I recently released a tool that will manage all of this stuff (see the accompanying blog post), but I figure it’s good to document what I went through for future ocaml cross-compilation spelunkers.

Getting the cross compilers

To make the cross compilers, I piggy-backed off of the work done over in the opam-cross-android and opam-cross-ios projects. You can download the prebuilt compilers here, or go the opam route.

Relocation

One thing that stymied me for a bit is that the OCaml compiler contains a lot of hard-coded absolute paths, which makes it difficult to e.g. distribute a prebuilt compiler to people.

If you build the compiler, and then move the directory to a different one, for example, everything dies, because it’s looking for various files at absolute paths, which is not where they are anymore.

This is even more of a problem with the android cross-compiler, because it hardcodes the paths to all of the ndk utilities.
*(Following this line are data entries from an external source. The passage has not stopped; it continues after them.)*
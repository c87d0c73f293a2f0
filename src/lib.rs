//! autotag - FTPS photo drop with voice-driven sharing
//!
//! A camera or phone uploads photos over explicit FTPS into today's album.
//! Every finished upload is routed by media kind:
//!
//! - Images rebuild the static site and refresh the album listings
//! - Voice notes (`.WAV`) are transcribed and handed to a tool-calling
//!   agent that acts on the photo of the same name, then deleted
//!
//! # Modules
//!
//! - `server`: FTPS control/data sessions, login, passive ports
//! - `library`: Album provisioning and `data.json` manifests
//! - `core`: Dispatcher, image and voice pipelines, safety limits
//! - `ingest`: Transcription backends
//! - `agent`: Photo agent state machine and its tools
//! - `adapters`: OpenAI-compatible API client and site generator
//! - `domain`: Album and upload types
//! - `cli`: Command-line interface
//!
//! # Usage
//!
//! ```bash
//! # Run the upload server
//! USER_PASSWORD=secret BASEURL=https://photos.example.com autotag serve
//!
//! # Try the agent on an existing photo
//! autotag agent --photo web/content/galleries/2024-03-05/IMG_1.JPG "share this with family"
//! ```

pub mod adapters;
pub mod agent;
pub mod cli;
pub mod config;
pub mod core;
pub mod domain;
pub mod ingest;
pub mod library;
pub mod server;

// Re-export main types at crate root for convenience
pub use agent::{AgentError, AgentInvocation, AgentOutcome, AgentRunner, PhotoAgent};
pub use core::{Dispatched, Dispatcher, ImagePipeline, PipelineError, VoicePipeline};
pub use domain::{Album, AlbumSource, MediaKind, TransferEvent, UploadCompleted};
pub use library::{AlbumProvisioner, ManifestGenerator};
pub use server::TransferServer;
So I had to patch the compiler to allow these hardcoded paths to be overridden at runtime via env variables.

Fortunately, all of the hardcoded things were in the same place, in utils/config.mlp, and so the patch was quite localized (you can look at it here).

The compilers that I built were all based off 4.02.3 for compatability with the reason toolchain, but all of this applies to the latest OCaml version as well.

A note about bytecode compilation

OCaml has two compilation modes built-in – bytecode and assembly. The first is akin to Java or Python bytecode, which then gets run by the ocamlrun interpreter. This mode has much faster compile times, allows for dynamic loading of runtime plugins (via the Dynlink module), and produces bytecode that is cross-architecture compatible, theoretically removing the need for cross-compilation (I wasn’t able to get this last part quite working). The assembly compiler takes longer and is less flexible, but produces much faster binaries as you would guess.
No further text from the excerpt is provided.